Fighting for victims is in my genes. I am a rebel who from an early age has been indignant in the face of abuse, and I cannot bear injustice. I have always felt this way and always will, as long as those who suffer injustice are ignored by their leaders and as long as justice is selective. Many have tried to prevent me from doing my work; many have tried to intimidate me, to psychologically and physically threaten me. But I have come to understand, as Alexis Voinov said in Albert Camus’ The Just Assassins, that “it isnot enough to speak out against injustice. You have to dedicate your life to fighting it.” Until now, no one has managed to discourage me or get the better of me. I will continue my fight.
Ladies and Gentlemen,
I will seize this occasion to tell you about one aspect of our struggle for human rights: the fight against impunity.
In the past twenty years, the international community has undeniably made major strides in the fight against impunity for the worst criminals. But in Africa, much remains to be done. On this continent, impunity is a cancer that, with its corollary disease corruption, has infected our body politic and prevents us from realizing our true potential. We, the members of civil society, are fighting against this cancer, from Tunis to Harare, from Dakar to Khartoum, and in other places like Abidjan, Tripoli, and N’Djamena.
And yet, this justice that I am speaking about is not a science in the making.
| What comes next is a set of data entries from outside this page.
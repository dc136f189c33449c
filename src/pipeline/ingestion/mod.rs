// Pipeline ingestion: chunked reading of plain and zipped bulk files

pub mod extract;

pub use extract::{spawn_extract_worker, ExtractMessage, ExtractedSource, RawChunk, RawRow};
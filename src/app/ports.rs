use std::path::PathBuf;

use async_trait::async_trait;

use crate::error::Result;
use crate::pipeline::load::OutputTable;

/// Destination for a run's output tables.
///
/// Tables are staged first; nothing becomes visible in the output location until
/// `commit`. `discard` drops whatever was staged.
#[async_trait]
pub trait TableSinkPort: Send + Sync {
    async fn stage(&self, table: &OutputTable) -> Result<()>;
    async fn commit(&self) -> Result<Vec<PathBuf>>;
    async fn discard(&self);
}

// Fetch-side ports
#[async_trait]
pub trait HttpClientPort: Send + Sync {
    async fn get(&self, url: &str) -> Result<HttpGetResult>;
}

#[derive(Clone, Debug)]
pub struct HttpGetResult {
    pub status: u16,
    pub bytes: Vec<u8>,
    pub content_type: String,
    pub content_length: u64,
    pub etag: Option<String>,
    pub last_modified: Option<String>,
}
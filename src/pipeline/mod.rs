// Data processing pipeline: extraction, processing, and output loading

use std::sync::atomic::{AtomicBool, Ordering};
use std::sync::Arc;

pub mod exclusions;
pub mod ingestion;
pub mod load;
pub mod orchestrator;
pub mod processing;

// Re-export key types and functions from each stage
pub use exclusions::{Exclusion, ExclusionLedger, ReasonCode};
pub use orchestrator::{run_pipeline, RunResult, RunStatus, StepResult};

/// Whole-run cancellation signal shared by the orchestrator and extraction workers
#[derive(Debug, Clone, Default)]
pub struct CancelFlag(Arc<AtomicBool>);

impl CancelFlag {
    pub fn new() -> Self {
        Self::default()
    }

    pub fn cancel(&self) {
        self.0.store(true, Ordering::SeqCst);
    }

    pub fn is_cancelled(&self) -> bool {
        self.0.load(Ordering::SeqCst)
    }
}
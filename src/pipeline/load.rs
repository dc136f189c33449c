//! Output tables and the run manifest.
//!
//! Tables are rendered to CSV in memory so the sink only has to stage, check and
//! promote bytes. Validation re-reads what was staged.

use std::collections::BTreeMap;
use std::io::Read;

use chrono::{DateTime, Utc};
use serde::Serialize;

use crate::constants;
use crate::error::{EtlError, Result};
use crate::pipeline::exclusions::ExclusionLedger;
use crate::pipeline::ingestion::ExtractedSource;
use crate::pipeline::processing::aggregate::{ReconciliationReport, StarSchema};
use crate::pipeline::processing::resolve::NameMap;
use crate::pipeline::processing::statistics::StatisticsReport;

/// One rendered CSV table
#[derive(Debug, Clone)]
pub struct OutputTable {
    pub name: &'static str,
    /// Columns that must exist and be non-empty on every row
    pub key_columns: &'static [&'static str],
    pub rows: usize,
    pub bytes: Vec<u8>,
}

impl OutputTable {
    pub fn from_rows<T: Serialize>(name: &'static str, key_columns: &'static [&'static str], rows: &[T]) -> Result<Self> {
        let mut writer = csv::WriterBuilder::new().from_writer(Vec::new());
        // serde only emits a header with the first row
        if rows.is_empty() {
            writer.write_record(key_columns)?;
        }
        for row in rows {
            writer.serialize(row)?;
        }
        let bytes = writer
            .into_inner()
            .map_err(|e| EtlError::io(name, e.into_error()))?;
        Ok(Self { name, key_columns, rows: rows.len(), bytes })
    }
}

/// Check a staged table: key columns present and filled in; returns the data row count
pub fn validate_table(name: &str, key_columns: &[&str], input: impl Read) -> Result<usize> {
    let invalid = |message: String| EtlError::OutputValidation { table: name.to_string(), message };
    let mut reader = csv::ReaderBuilder::new().from_reader(input);
    let headers = reader.headers()?.clone();
    let mut positions = Vec::with_capacity(key_columns.len());
    for column in key_columns {
        let pos = headers
            .iter()
            .position(|h| h == *column)
            .ok_or_else(|| invalid(format!("missing column {}", column)))?;
        positions.push((*column, pos));
    }
    let mut rows = 0usize;
    for record in reader.records() {
        let record = record?;
        rows += 1;
        for (column, pos) in &positions {
            if record.get(*pos).map_or(true, |v| v.trim().is_empty()) {
                return Err(invalid(format!("row {} has an empty {}", rows, column)));
            }
        }
    }
    Ok(rows)
}

/// Render every output table of a run
pub fn build_tables(
    schema: &StarSchema,
    names: &NameMap,
    ledger: &ExclusionLedger,
    stats: &StatisticsReport,
) -> Result<Vec<OutputTable>> {
    Ok(vec![
        OutputTable::from_rows(constants::DIM_DONORS, &["DONOR_ID", "NAME"], &schema.donors)?,
        OutputTable::from_rows(constants::DIM_COMMITTEES, &["CMTE_ID"], &schema.committees)?,
        OutputTable::from_rows(constants::DIM_CANDIDATES, &["CAND_ID"], &schema.candidates)?,
        OutputTable::from_rows(constants::DIM_DATES, &["DATE"], &schema.dates)?,
        OutputTable::from_rows(
            constants::FACT_CONTRIBUTIONS,
            &["TRANSACTION_ID", "DONOR_ID", "CMTE_ID"],
            &schema.facts,
        )?,
        OutputTable::from_rows(constants::BRIDGE_CANDIDATE_COMMITTEE, &["CAND_ID", "CMTE_ID"], &schema.bridge)?,
        OutputTable::from_rows(constants::ORPHAN_CONTRIBUTIONS, &["TRANSACTION_ID", "CMTE_ID"], &schema.orphans)?,
        OutputTable::from_rows(constants::NAME_MAP, &["RAW_NAME", "DONOR_ID"], names.entries())?,
        OutputTable::from_rows(constants::EXCLUSIONS, &["FILE", "REASON"], ledger.entries())?,
        OutputTable::from_rows(constants::TOP_DONORS, &["RANK", "DONOR_ID"], &schema.top_donors)?,
        OutputTable::from_rows(constants::TOP_COMMITTEES, &["RANK", "CMTE_ID"], &schema.top_committees)?,
        OutputTable::from_rows(constants::BREAKDOWN_COMMITTEE_CATEGORY, &["CATEGORY"], &schema.by_category)?,
        OutputTable::from_rows(constants::BREAKDOWN_DONOR_TIER, &["TIER"], &schema.by_tier)?,
        OutputTable::from_rows(constants::BREAKDOWN_QUARTERLY, &["QUARTER"], &schema.by_quarter)?,
        OutputTable::from_rows(constants::BREAKDOWN_PARTY, &["PARTY"], &schema.by_party)?,
        OutputTable::from_rows(constants::SUMMARY_TOTALS, &["Metric"], &schema.summary_totals)?,
        OutputTable::from_rows(constants::INEQUALITY_METRICS, &["METRIC"], &stats.inequality)?,
        OutputTable::from_rows(constants::LORENZ_CURVE, &["POPULATION_PCT", "AMOUNT_PCT"], &stats.lorenz)?,
        OutputTable::from_rows(constants::HYPOTHESIS_TESTS, &["HYPOTHESIS", "TEST", "STATUS"], &stats.tests)?,
    ])
}

#[derive(Debug, Clone, Serialize)]
pub struct ManifestOutput {
    pub file: String,
    pub rows: usize,
}

/// Everything needed to audit a run, written as `run_manifest.json`
#[derive(Debug, Clone, Serialize)]
pub struct RunManifest {
    pub run_id: String,
    pub cycle: u16,
    pub started_at: DateTime<Utc>,
    pub inputs: Vec<ExtractedSource>,
    pub included: BTreeMap<String, usize>,
    pub exclusions: BTreeMap<String, usize>,
    pub imputations: BTreeMap<String, usize>,
    pub reconciliation: ReconciliationReport,
    pub outputs: Vec<ManifestOutput>,
}

impl RunManifest {
    pub fn to_table(&self) -> Result<OutputTable> {
        let bytes = serde_json::to_vec_pretty(self)?;
        Ok(OutputTable { name: constants::RUN_MANIFEST, key_columns: &[], rows: 0, bytes })
    }
}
It isn’t a utopia. It is the most fundamental form of justice: criminal justice that allows victims to wash away the worst horrors, that gives back dignity to men who were tortured, and that gives back courage to women who have lost hope.
You only need to look at our struggle to bring to justice the former dictator of my country, Hissène Habré, to understand that today, in the twenty-first century, more than sixty years after the Nuremberg trials, it is sometimes easier to resort to oppression than to abide by the law, easier to commit violence than to deliver justice!
Habré ruled Chad from 1982 to 1990 until his overthrow and exile in Senegal. During his reign, atrocities were committed on a large scale, waves of ethnic cleansing crashed down on individual groups, and torture was institutionalized. In 1992, a national Commission of Inquiry estimated that his regime was responsible for the death of more than 40,000 people and the disappearance of thousands of individuals, leaving in its wake innumerable widows and orphans.
The victims of the Habré regime, whom I represent, have fought tirelessly for justice for twenty-one years. But to date their struggle remains unfinished. Before leaving power, Hissène Habré emptied out Chad’s national coffers and has skillfully used these funds in Senegal to weave himself a powerful network of protection. And so, instead of allowing the victims’ case to be heard, Senegal and the African Union have subjected them to what Archbishop Desmond Tutu and 117 organizations from twenty-five African countries rightly denounced as an “interminable political and legal soap opera.” I would say even more: a true stations of the cross for the victims.
In January 2000, we filed a complaint against Hissène Habré in Senegal where he now lives. One month later, the decision by a Senegalese judge to indict Habré gave us real hope.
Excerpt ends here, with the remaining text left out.